Task statement
In the data below, find every line that has the string "Focused", and copy it.

Exercise input Block Start

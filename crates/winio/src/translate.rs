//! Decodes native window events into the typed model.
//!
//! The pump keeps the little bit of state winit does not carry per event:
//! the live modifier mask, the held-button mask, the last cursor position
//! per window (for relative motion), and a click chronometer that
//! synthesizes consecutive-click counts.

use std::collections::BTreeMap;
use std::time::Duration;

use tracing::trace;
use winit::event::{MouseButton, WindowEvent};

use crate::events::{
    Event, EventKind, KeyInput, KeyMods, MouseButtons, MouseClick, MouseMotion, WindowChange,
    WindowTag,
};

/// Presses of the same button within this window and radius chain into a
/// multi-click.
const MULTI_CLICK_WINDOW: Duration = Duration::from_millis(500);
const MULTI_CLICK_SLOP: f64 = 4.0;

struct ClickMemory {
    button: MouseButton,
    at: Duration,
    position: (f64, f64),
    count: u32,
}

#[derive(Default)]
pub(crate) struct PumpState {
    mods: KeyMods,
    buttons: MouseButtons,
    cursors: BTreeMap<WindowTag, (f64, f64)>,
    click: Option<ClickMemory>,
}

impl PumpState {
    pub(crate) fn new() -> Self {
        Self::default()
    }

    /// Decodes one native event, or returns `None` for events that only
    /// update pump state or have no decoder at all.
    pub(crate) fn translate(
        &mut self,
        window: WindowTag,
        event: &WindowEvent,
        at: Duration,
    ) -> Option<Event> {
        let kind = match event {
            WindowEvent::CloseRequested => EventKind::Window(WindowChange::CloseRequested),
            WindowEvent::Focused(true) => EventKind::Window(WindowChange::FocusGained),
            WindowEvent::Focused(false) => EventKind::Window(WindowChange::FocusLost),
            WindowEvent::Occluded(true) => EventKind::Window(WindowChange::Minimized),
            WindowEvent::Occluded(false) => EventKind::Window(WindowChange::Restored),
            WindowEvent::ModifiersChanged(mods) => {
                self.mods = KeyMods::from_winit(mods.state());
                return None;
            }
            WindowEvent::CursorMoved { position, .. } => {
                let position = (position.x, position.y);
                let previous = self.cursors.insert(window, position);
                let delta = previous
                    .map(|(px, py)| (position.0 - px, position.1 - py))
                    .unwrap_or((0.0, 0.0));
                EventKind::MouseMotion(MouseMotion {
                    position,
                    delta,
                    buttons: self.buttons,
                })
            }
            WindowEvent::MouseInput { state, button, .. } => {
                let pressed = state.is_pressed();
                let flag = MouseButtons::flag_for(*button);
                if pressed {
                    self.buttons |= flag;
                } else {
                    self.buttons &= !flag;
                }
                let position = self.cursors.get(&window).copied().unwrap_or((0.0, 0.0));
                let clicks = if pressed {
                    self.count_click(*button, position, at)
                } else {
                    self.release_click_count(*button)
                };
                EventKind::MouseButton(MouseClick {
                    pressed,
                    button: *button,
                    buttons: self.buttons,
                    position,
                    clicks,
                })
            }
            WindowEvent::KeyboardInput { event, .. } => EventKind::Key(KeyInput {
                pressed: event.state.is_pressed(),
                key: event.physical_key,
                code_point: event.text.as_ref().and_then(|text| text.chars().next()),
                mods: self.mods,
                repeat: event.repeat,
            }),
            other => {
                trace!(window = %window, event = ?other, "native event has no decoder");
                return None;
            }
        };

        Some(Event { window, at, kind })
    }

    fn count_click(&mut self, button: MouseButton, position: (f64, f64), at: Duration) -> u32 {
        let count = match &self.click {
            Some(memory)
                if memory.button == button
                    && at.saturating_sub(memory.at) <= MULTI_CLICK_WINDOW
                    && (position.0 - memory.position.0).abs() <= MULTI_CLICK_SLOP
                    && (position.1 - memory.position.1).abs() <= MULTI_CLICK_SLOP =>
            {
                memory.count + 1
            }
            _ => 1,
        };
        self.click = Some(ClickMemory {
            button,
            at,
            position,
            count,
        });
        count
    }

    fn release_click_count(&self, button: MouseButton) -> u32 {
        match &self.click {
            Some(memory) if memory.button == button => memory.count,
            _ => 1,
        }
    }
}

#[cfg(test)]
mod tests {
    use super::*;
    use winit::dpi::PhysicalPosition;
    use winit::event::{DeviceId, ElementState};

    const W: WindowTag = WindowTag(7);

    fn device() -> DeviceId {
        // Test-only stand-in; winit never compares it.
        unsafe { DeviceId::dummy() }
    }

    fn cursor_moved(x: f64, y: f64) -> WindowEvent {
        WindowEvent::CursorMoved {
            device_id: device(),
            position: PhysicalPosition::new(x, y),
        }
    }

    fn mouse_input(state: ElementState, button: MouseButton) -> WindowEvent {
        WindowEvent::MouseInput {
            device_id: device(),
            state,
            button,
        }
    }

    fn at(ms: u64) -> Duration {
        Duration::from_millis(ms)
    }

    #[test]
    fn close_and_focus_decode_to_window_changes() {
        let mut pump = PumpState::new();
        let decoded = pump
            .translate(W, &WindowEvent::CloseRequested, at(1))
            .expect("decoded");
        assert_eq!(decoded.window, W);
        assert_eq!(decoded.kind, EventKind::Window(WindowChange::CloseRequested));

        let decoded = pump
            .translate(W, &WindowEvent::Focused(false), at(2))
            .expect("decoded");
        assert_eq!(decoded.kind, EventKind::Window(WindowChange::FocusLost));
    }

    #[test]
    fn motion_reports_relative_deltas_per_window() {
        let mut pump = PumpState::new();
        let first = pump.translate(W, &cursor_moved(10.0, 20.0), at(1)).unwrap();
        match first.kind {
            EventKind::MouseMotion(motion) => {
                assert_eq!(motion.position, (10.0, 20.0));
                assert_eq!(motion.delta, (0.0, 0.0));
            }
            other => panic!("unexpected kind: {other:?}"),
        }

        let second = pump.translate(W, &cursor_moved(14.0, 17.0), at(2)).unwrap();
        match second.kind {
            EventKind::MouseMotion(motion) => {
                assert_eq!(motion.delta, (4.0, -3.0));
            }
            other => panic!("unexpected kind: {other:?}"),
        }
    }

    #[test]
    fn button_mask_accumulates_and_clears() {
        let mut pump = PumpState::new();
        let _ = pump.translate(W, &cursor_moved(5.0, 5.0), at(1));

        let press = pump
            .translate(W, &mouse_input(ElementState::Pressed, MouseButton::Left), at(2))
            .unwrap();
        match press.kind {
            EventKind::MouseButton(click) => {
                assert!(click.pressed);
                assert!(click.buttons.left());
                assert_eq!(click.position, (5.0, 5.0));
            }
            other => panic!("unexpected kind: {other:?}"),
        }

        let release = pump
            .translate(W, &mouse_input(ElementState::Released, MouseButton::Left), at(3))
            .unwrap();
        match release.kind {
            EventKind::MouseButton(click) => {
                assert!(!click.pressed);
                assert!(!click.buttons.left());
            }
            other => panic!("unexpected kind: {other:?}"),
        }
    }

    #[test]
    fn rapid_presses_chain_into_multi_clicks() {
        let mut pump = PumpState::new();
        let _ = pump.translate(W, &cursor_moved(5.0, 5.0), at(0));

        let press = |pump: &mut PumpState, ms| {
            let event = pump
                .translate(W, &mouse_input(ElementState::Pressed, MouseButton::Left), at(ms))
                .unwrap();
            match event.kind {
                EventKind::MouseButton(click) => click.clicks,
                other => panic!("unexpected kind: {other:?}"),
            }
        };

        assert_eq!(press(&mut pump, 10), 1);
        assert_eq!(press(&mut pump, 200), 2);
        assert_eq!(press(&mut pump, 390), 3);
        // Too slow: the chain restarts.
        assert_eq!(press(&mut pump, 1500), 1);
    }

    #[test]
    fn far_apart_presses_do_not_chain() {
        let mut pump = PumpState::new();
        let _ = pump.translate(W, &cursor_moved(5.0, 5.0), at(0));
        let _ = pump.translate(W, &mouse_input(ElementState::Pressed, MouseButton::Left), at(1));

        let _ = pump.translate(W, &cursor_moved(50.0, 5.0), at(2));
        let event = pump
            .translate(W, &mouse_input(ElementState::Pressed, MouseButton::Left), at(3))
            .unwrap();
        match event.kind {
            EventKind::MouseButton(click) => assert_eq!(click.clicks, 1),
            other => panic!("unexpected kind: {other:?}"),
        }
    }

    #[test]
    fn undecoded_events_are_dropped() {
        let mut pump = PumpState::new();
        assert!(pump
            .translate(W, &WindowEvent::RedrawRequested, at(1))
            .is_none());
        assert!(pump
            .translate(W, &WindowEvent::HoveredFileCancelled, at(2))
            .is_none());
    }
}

Exercise input Block End

Finished task
            WindowEvent::Focused(true) => EventKind::Window(WindowChange::FocusGained),
            WindowEvent::Focused(false) => EventKind::Window(WindowChange::FocusLost),
            .translate(W, &WindowEvent::Focused(false), at(2))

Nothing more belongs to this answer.